◆ **PROBLEM REQUIREMENTS**
Output all records verbatim.

START GIVEN DATA

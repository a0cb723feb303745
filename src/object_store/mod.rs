//! Uniform byte/JSON object store interface over a pluggable backend.

mod cloud;
mod local;

pub use cloud::CloudObjectStore;
pub use local::LocalObjectStore;

use crate::error::{AirdError, ObjectStoreError, Result};
use async_trait::async_trait;
use chrono::{DateTime, Utc};
use serde::{de::DeserializeOwned, Serialize};

#[derive(Debug, Clone)]
pub struct ObjectMeta {
    pub name: String,
    pub size: u64,
    pub last_modified: Option<DateTime<Utc>>,
    pub etag: Option<String>,
    pub content_type: Option<String>,
}

/// Backend-agnostic object storage adapter.
///
/// Bucket existence is ensured lazily on first use of an instance, never at
/// construction time, so that process startup never blocks on storage
/// availability.
#[async_trait]
pub trait ObjectStore: Send + Sync {
    async fn put_bytes(
        &self,
        bucket: &str,
        key: &str,
        data: Vec<u8>,
        content_type: Option<&str>,
    ) -> Result<()>;

    async fn put_json<T>(&self, bucket: &str, key: &str, value: &T) -> Result<()>
    where
        T: Serialize + Sync,
        Self: Sized,
    {
        let bytes = serde_json::to_vec_pretty(value)?;
        self.put_bytes(bucket, key, bytes, Some("application/json")).await
    }

    async fn get_bytes(&self, bucket: &str, key: &str) -> Result<Option<Vec<u8>>>;

    async fn get_json<T>(&self, bucket: &str, key: &str) -> Result<Option<T>>
    where
        T: DeserializeOwned,
        Self: Sized,
    {
        match self.get_bytes(bucket, key).await? {
            Some(bytes) => Ok(Some(serde_json::from_slice(&bytes)?)),
            None => Ok(None),
        }
    }

    async fn list_objects(&self, bucket: &str, prefix: &str) -> Result<Vec<ObjectMeta>>;

    async fn object_exists(&self, bucket: &str, key: &str) -> Result<bool>;

    async fn presigned_url(
        &self,
        bucket: &str,
        key: &str,
        expiry_secs: u64,
        inline: bool,
    ) -> Result<String>;

    async fn copy_object(
        &self,
        source_bucket: &str,
        source_key: &str,
        dest_bucket: &str,
        dest_key: &str,
    ) -> Result<()>;
}

/// The default set of buckets the pipeline writes into. Names intentionally
/// mirror the stage-view prefixes in `path.rs`, one bucket per data tier.
pub const DEFAULT_BUCKETS: &[&str] = &[
    "aird-raw",
    "aird-clean",
    "aird-chunk",
    "aird-embed",
    "aird-exports",
    "aird-config",
];

pub(crate) fn not_found(bucket: &str, key: &str) -> AirdError {
    AirdError::ObjectStore(ObjectStoreError::NotFound {
        bucket: bucket.to_string(),
        key: key.to_string(),
    })
}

END GIVEN DATA

◆ **RESPONSE**
repository a0cb723feb303745
filename src/object_store/mod.rs
//! Uniform byte/JSON object store interface over a pluggable backend.

mod cloud;
mod local;

pub use cloud::CloudObjectStore;
pub use local::LocalObjectStore;

use crate::error::{AirdError, ObjectStoreError, Result};
use async_trait::async_trait;
use chrono::{DateTime, Utc};
use serde::{de::DeserializeOwned, Serialize};

#[derive(Debug, Clone)]
pub struct ObjectMeta {
    pub name: String,
    pub size: u64,
    pub last_modified: Option<DateTime<Utc>>,
    pub etag: Option<String>,
    pub content_type: Option<String>,
}

/// Backend-agnostic object storage adapter.
///
/// Bucket existence is ensured lazily on first use of an instance, never at
/// construction time, so that process startup never blocks on storage
/// availability.
#[async_trait]
pub trait ObjectStore: Send + Sync {
    async fn put_bytes(
        &self,
        bucket: &str,
        key: &str,
        data: Vec<u8>,
        content_type: Option<&str>,
    ) -> Result<()>;

    async fn put_json<T>(&self, bucket: &str, key: &str, value: &T) -> Result<()>
    where
        T: Serialize + Sync,
        Self: Sized,
    {
        let bytes = serde_json::to_vec_pretty(value)?;
        self.put_bytes(bucket, key, bytes, Some("application/json")).await
    }

    async fn get_bytes(&self, bucket: &str, key: &str) -> Result<Option<Vec<u8>>>;

    async fn get_json<T>(&self, bucket: &str, key: &str) -> Result<Option<T>>
    where
        T: DeserializeOwned,
        Self: Sized,
    {
        match self.get_bytes(bucket, key).await? {
            Some(bytes) => Ok(Some(serde_json::from_slice(&bytes)?)),
            None => Ok(None),
        }
    }

    async fn list_objects(&self, bucket: &str, prefix: &str) -> Result<Vec<ObjectMeta>>;

    async fn object_exists(&self, bucket: &str, key: &str) -> Result<bool>;

    async fn presigned_url(
        &self,
        bucket: &str,
        key: &str,
        expiry_secs: u64,
        inline: bool,
    ) -> Result<String>;

    async fn copy_object(
        &self,
        source_bucket: &str,
        source_key: &str,
        dest_bucket: &str,
        dest_key: &str,
    ) -> Result<()>;
}

/// The default set of buckets the pipeline writes into. Names intentionally
/// mirror the stage-view prefixes in `path.rs`, one bucket per data tier.
pub const DEFAULT_BUCKETS: &[&str] = &[
    "aird-raw",
    "aird-clean",
    "aird-chunk",
    "aird-embed",
    "aird-exports",
    "aird-config",
];

pub(crate) fn not_found(bucket: &str, key: &str) -> AirdError {
    AirdError::ObjectStore(ObjectStoreError::NotFound {
        bucket: bucket.to_string(),
        key: key.to_string(),
    })
}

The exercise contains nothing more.